Background information
- Born: Fernanda Sampaio de Lacerda Abreu September 8, 1961 (age 65) Rio de Janeiro, Brazil
- Genres: R&B; pop; dance-pop; samba; soul; Brazilian funk;
- Instrument: Singing

= Fernanda Abreu =

Brazilian singer (born 1961)

Fernanda Abreu (born September 8, 1961) is a Brazilian singer, composer and ballerina.

==Biography==
Fernanda was born and raised in a middle-class family of the South Zone of Rio de Janeiro. Her first notable public appearance was the backing vocal of the band Blitz until 1986. After that, in 1990, she started a solo career, achieving great success in her native country.

In 1989, she met Herbert Vianna, and with his help and encouragement formed a funk band.
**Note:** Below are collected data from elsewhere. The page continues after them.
// SPDX-License-Identifier: AGPL-3.0-or-later
//
// Copyright (C) 2025 Daniel Negri
//
// This program is free software: you can redistribute it and/or modify
// it under the terms of the GNU Affero General Public License as published by
// the Free Software Foundation, either version 3 of the License, or
// (at your option) any later version.
//
// This program is distributed in the hope that it will be useful,
// but WITHOUT ANY WARRANTY; without even the implied warranty of
// MERCHANTABILITY or FITNESS FOR A PARTICULAR PURPOSE. See the
// GNU Affero General Public License for more details.
//
// You should have received a copy of the GNU Affero General Public License
// along with this program. If not, see <https://www.gnu.org/licenses/>.

//! Thread-safe in-memory ledger store with optimistic units of work.
//!
//! Every product and transaction record lives in its own versioned row behind
//! a [`parking_lot::Mutex`], indexed by a [`DashMap`]. A unit of work reads
//! rows without holding their locks, remembering each version it saw, and
//! stages its writes privately. Commit then:
//!
//! 1. locks every row the unit read, products by id first, then records by id;
//! 2. checks that none of them moved since they were read;
//! 3. applies the staged writes and bumps the versions of the written rows.
//!
//! A stale row aborts the commit and the operation runs again from fresh
//! reads. Units touching disjoint products never wait on each other.
//!
//! Row locks are only ever taken after the map reference that produced the
//! row is dropped, so a commit holding row locks can safely insert into the
//! maps.

use crate::LedgerError;
use crate::base::{CategoryId, InstallmentGroupId, ProductId, TransactionId};
use crate::config::EngineConfig;
use crate::product::{FinancialProduct, ProductKind};
use crate::store::{LedgerStore, UnitOfWork};
use crate::transaction::{NewTransaction, Transaction};
use crossbeam::utils::Backoff;
use dashmap::mapref::entry::Entry;
use dashmap::{DashMap, DashSet};
use parking_lot::{Mutex, MutexGuard};
use std::collections::BTreeMap;
use std::sync::Arc;
use std::sync::atomic::{AtomicU32, Ordering};

#[derive(Debug)]
struct Row<T> {
    version: u64,
    /// `None` once the row has been deleted. Deleted rows leave the map, but
    /// units that already hold the cell still see the bumped version.
    value: Option<T>,
}

impl<T> Row<T> {
    fn new(value: T) -> Self {
        Self {
            version: 0,
            value: Some(value),
        }
    }
}

type Cell<T> = Arc<Mutex<Row<T>>>;

/// In-memory [`LedgerStore`].
#[derive(Debug)]
pub struct MemoryStore {
    products: DashMap<ProductId, Cell<FinancialProduct>>,
    transactions: DashMap<TransactionId, Cell<Transaction>>,
    categories: DashSet<CategoryId>,
    next_transaction_id: AtomicU32,
    max_commit_attempts: u32,
}

impl MemoryStore {
    pub fn new() -> Self {
        Self::with_config(&EngineConfig::default())
    }

    pub fn with_config(config: &EngineConfig) -> Self {
        Self {
            products: DashMap::new(),
            transactions: DashMap::new(),
            categories: DashSet::new(),
            next_transaction_id: AtomicU32::new(1),
            max_commit_attempts: config.max_commit_attempts.max(1),
        }
    }

    /// Registers a product with its opening balance and limits.
    ///
    /// # Errors
    ///
    /// - [`LedgerError::Validation`] if a product with the same id exists.
    /// - [`LedgerError::InvalidOperation`] if the product breaks a structural
    ///   invariant (e.g. a debit card with a balance).
    pub fn insert_product(&self, product: FinancialProduct) -> Result<(), LedgerError> {
        product.check_invariants()?;

        // Use entry API for atomic check-and-insert to prevent race conditions
        match self.products.entry(product.id) {
            Entry::Occupied(_) => Err(LedgerError::validation(format!(
                "product {} already exists",
                product.id
            ))),
            Entry::Vacant(entry) => {
                entry.insert(Arc::new(Mutex::new(Row::new(product))));
                Ok(())
            }
        }
    }

    pub fn insert_category(&self, id: CategoryId) {
        self.categories.insert(id);
    }

    /// Committed state of every product, ordered by id.
    pub fn products(&self) -> Vec<FinancialProduct> {
        let mut products: Vec<FinancialProduct> = self
            .product_cells()
            .into_iter()
            .filter_map(|(_, cell)| cell.lock().value.clone())
            .collect();
        products.sort_by_key(|product| product.id);
        products
    }

    fn product_cell(&self, id: ProductId) -> Option<Cell<FinancialProduct>> {
        self.products.get(&id).map(|entry| Arc::clone(entry.value()))
    }

    fn product_cells(&self) -> Vec<(ProductId, Cell<FinancialProduct>)> {
        self.products
            .iter()
            .map(|entry| (*entry.key(), Arc::clone(entry.value())))
            .collect()
    }

    fn transaction_cell(&self, id: TransactionId) -> Option<Cell<Transaction>> {
        self.transactions.get(&id).map(|entry| Arc::clone(entry.value()))
    }

    fn transaction_cells(&self) -> Vec<(TransactionId, Cell<Transaction>)> {
        self.transactions
            .iter()
            .map(|entry| (*entry.key(), Arc::clone(entry.value())))
            .collect()
    }
}

impl Default for MemoryStore {
    fn default() -> Self {
        Self::new()
    }
}

impl LedgerStore for MemoryStore {
    fn with_unit_of_work<T, F>(&self, mut operation: F) -> Result<T, LedgerError>
    where
        F: FnMut(&mut dyn UnitOfWork) -> Result<T, LedgerError>,
    {
        let backoff = Backoff::new();
        for attempt in 1..=self.max_commit_attempts {
            let mut unit = MemoryUnit::new(self);
            let value = operation(&mut unit)?;
            unit.check_invariants()?;
            match unit.commit() {
                Ok(()) => return Ok(value),
                Err(Stale) => {
                    tracing::debug!(attempt, "unit of work read stale rows, retrying");
                    backoff.snooze();
                }
            }
        }
        tracing::warn!(
            attempts = self.max_commit_attempts,
            "unit of work abandoned after repeated conflicts"
        );
        Err(LedgerError::Conflict {
            attempts: self.max_commit_attempts,
        })
    }

    fn product(&self, id: ProductId) -> Option<FinancialProduct> {
        self.product_cell(id)?.lock().value.clone()
    }

    fn transaction(&self, id: TransactionId) -> Option<Transaction> {
        self.transaction_cell(id)?.lock().value.clone()
    }

    fn transactions_where(&self, predicate: &dyn Fn(&Transaction) -> bool) -> Vec<Transaction> {
        self.transaction_cells()
            .into_iter()
            .filter_map(|(_, cell)| cell.lock().value.clone())
            .filter(|record| predicate(record))
            .collect()
    }
}

/// A row as it was when the unit first read it.
struct Read<T> {
    cell: Cell<T>,
    version: u64,
    value: Option<T>,
}

/// Commit lost against a concurrent writer.
struct Stale;

struct MemoryUnit<'a> {
    store: &'a MemoryStore,
    product_reads: BTreeMap<ProductId, Read<FinancialProduct>>,
    product_writes: BTreeMap<ProductId, FinancialProduct>,
    transaction_reads: BTreeMap<TransactionId, Read<Transaction>>,
    /// `None` stages a deletion.
    transaction_writes: BTreeMap<TransactionId, Option<Transaction>>,
    inserts: BTreeMap<TransactionId, Transaction>,
}

impl<'a> MemoryUnit<'a> {
    fn new(store: &'a MemoryStore) -> Self {
        Self {
            store,
            product_reads: BTreeMap::new(),
            product_writes: BTreeMap::new(),
            transaction_reads: BTreeMap::new(),
            transaction_writes: BTreeMap::new(),
            inserts: BTreeMap::new(),
        }
    }

    fn read_product(&mut self, id: ProductId) -> Option<FinancialProduct> {
        if let Some(product) = self.product_writes.get(&id) {
            return Some(product.clone());
        }
        if let Some(read) = self.product_reads.get(&id) {
            return read.value.clone();
        }
        let cell = self.store.product_cell(id)?;
        let (version, value) = {
            let row = cell.lock();
            (row.version, row.value.clone())
        };
        self.product_reads.insert(
            id,
            Read {
                cell,
                version,
                value: value.clone(),
            },
        );
        value
    }

    /// Current view of a product without recording it as read.
    fn peek_product(&self, id: ProductId, cell: &Cell<FinancialProduct>) -> Option<FinancialProduct> {
        if let Some(product) = self.product_writes.get(&id) {
            return Some(product.clone());
        }
        if let Some(read) = self.product_reads.get(&id) {
            return read.value.clone();
        }
        cell.lock().value.clone()
    }

    fn read_transaction(&mut self, id: TransactionId) -> Option<Transaction> {
        if let Some(record) = self.inserts.get(&id) {
            return Some(record.clone());
        }
        if let Some(staged) = self.transaction_writes.get(&id) {
            return staged.clone();
        }
        if let Some(read) = self.transaction_reads.get(&id) {
            return read.value.clone();
        }
        let cell = self.store.transaction_cell(id)?;
        let (version, value) = {
            let row = cell.lock();
            (row.version, row.value.clone())
        };
        self.transaction_reads.insert(
            id,
            Read {
                cell,
                version,
                value: value.clone(),
            },
        );
        value
    }

    fn check_invariants(&self) -> Result<(), LedgerError> {
        self.product_writes
            .values()
            .try_for_each(FinancialProduct::check_invariants)
    }

    fn commit(self) -> Result<(), Stale> {
        let MemoryUnit {
            store,
            product_reads,
            product_writes,
            transaction_reads,
            transaction_writes,
            inserts,
        } = self;

        // BTreeMap iteration order is the global lock order.
        let mut product_rows: BTreeMap<ProductId, MutexGuard<'_, Row<FinancialProduct>>> =
            BTreeMap::new();
        for (id, read) in &product_reads {
            let row = read.cell.lock();
            if row.version != read.version {
                return Err(Stale);
            }
            product_rows.insert(*id, row);
        }

        let mut transaction_rows: BTreeMap<TransactionId, MutexGuard<'_, Row<Transaction>>> =
            BTreeMap::new();
        for (id, read) in &transaction_reads {
            let row = read.cell.lock();
            if row.version != read.version {
                return Err(Stale);
            }
            transaction_rows.insert(*id, row);
        }

        for (id, product) in product_writes {
            if let Some(row) = product_rows.get_mut(&id) {
                row.value = Some(product);
                row.version += 1;
            }
        }

        let mut deleted = Vec::new();
        for (id, record) in transaction_writes {
            if let Some(row) = transaction_rows.get_mut(&id) {
                if record.is_none() {
                    deleted.push(id);
                }
                row.value = record;
                row.version += 1;
            }
        }

        for (id, record) in inserts {
            store
                .transactions
                .insert(id, Arc::new(Mutex::new(Row::new(record))));
        }

        // Ids are never reused, so a removed entry cannot shadow a newer row.
        drop(transaction_rows);
        drop(product_rows);
        for id in deleted {
            store.transactions.remove(&id);
        }

        Ok(())
    }
}

impl UnitOfWork for MemoryUnit<'_> {
    fn product(&mut self, id: ProductId) -> Result<FinancialProduct, LedgerError> {
        self.read_product(id).ok_or(LedgerError::ProductNotFound(id))
    }

    fn shared_limit_owner(&mut self, card: &FinancialProduct) -> Option<FinancialProduct> {
        let institution = card.institution?;
        let is_owner = |candidate: &FinancialProduct| {
            candidate.id != card.id
                && candidate.kind == ProductKind::CreditCard
                && candidate.owner == card.owner
                && candidate.institution == Some(institution)
                && !candidate.shared_limit
                && candidate.has_limits()
        };

        let mut cells = self.store.product_cells();
        cells.sort_by_key(|(id, _)| *id);
        for (id, cell) in cells {
            let qualifies = self.peek_product(id, &cell).is_some_and(|candidate| is_owner(&candidate));
            if !qualifies {
                continue;
            }
            // Record the chosen owner so a concurrent change to it forces a retry.
            if let Some(owner) = self.read_product(id).filter(|owner| is_owner(owner)) {
                return Some(owner);
            }
        }
        None
    }

    fn put_product(&mut self, product: FinancialProduct) {
        // Writes must be covered by a read so commit locks and validates the row.
        let _ = self.read_product(product.id);
        self.product_writes.insert(product.id, product);
    }

    fn transaction(&mut self, id: TransactionId) -> Result<Transaction, LedgerError> {
        self.read_transaction(id)
            .ok_or(LedgerError::TransactionNotFound(id))
    }

    fn installment_group(&mut self, group: InstallmentGroupId) -> Vec<Transaction> {
        let mut ids: Vec<TransactionId> = self
            .store
            .transaction_cells()
            .into_iter()
            .filter(|(_, cell)| {
                cell.lock()
                    .value
                    .as_ref()
                    .is_some_and(|record| record.installment_group == Some(group))
            })
            .map(|(id, _)| id)
            .collect();
        ids.extend(
            self.inserts
                .values()
                .filter(|record| record.installment_group == Some(group))
                .map(|record| record.id),
        );

        let mut members: Vec<Transaction> = ids
            .into_iter()
            .filter_map(|id| self.read_transaction(id))
            .filter(|record| record.installment_group == Some(group))
            .collect();
        members.sort_by_key(|record| (record.installment.map(|position| position.number), record.id));
        members
    }

    fn insert_transaction(&mut self, record: NewTransaction) -> TransactionId {
        let id = TransactionId(self.store.next_transaction_id.fetch_add(1, Ordering::Relaxed));
        self.inserts.insert(id, record.into_transaction(id));
        id
    }

    fn put_transaction(&mut self, record: Transaction) {
        if let Some(inserted) = self.inserts.get_mut(&record.id) {
            *inserted = record;
            return;
        }
        let _ = self.read_transaction(record.id);
        self.transaction_writes.insert(record.id, Some(record));
    }

    fn remove_transaction(&mut self, id: TransactionId) {
        if self.inserts.remove(&id).is_some() {
            return;
        }
        let _ = self.read_transaction(id);
        self.transaction_writes.insert(id, None);
    }

    fn category_exists(&mut self, id: CategoryId) -> bool {
        self.store.categories.contains(&id)
    }
}
//! Module defining the model types.

mod color;
mod meme;
mod sarcasm;
mod spec;
mod template;

pub use self::color::{Color, ColorPair, Hsl};
pub use self::meme::{Meme,
                     Builder as MemeBuilder,
                     Error as MemeBuildError};
pub use self::sarcasm::{Indicator, SarcasmResult};
pub use self::spec::RenderSpec;
pub use self::template::{Template, TextPosition, TEMPLATES};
Her first solo album, SLA Radical Dance Disco Club (1990), was produced by Herbert Vianna and Fábio Fonseca and had a hit with A Noite, composed with Luiz Stein and Laufer. Her second album, SLA2/Be Sample (1992), was one of the earliest Brazilian pop records to extensively employ the sampler, and had success with Rio 40 Graus, composed with Fausto Fawcett and Laufer, portraying Rio de Janeiro climate, people and lifestyle. Since then, Abreu has been considered the first lady of Brazilian funk.

In 1997, Abreu released the album Raio X, including a cover of "Kátia Flávia, a Godiva do Irajá".

In 2006, she released their first DVD MTV ao Vivo, which includes many of her hit songs.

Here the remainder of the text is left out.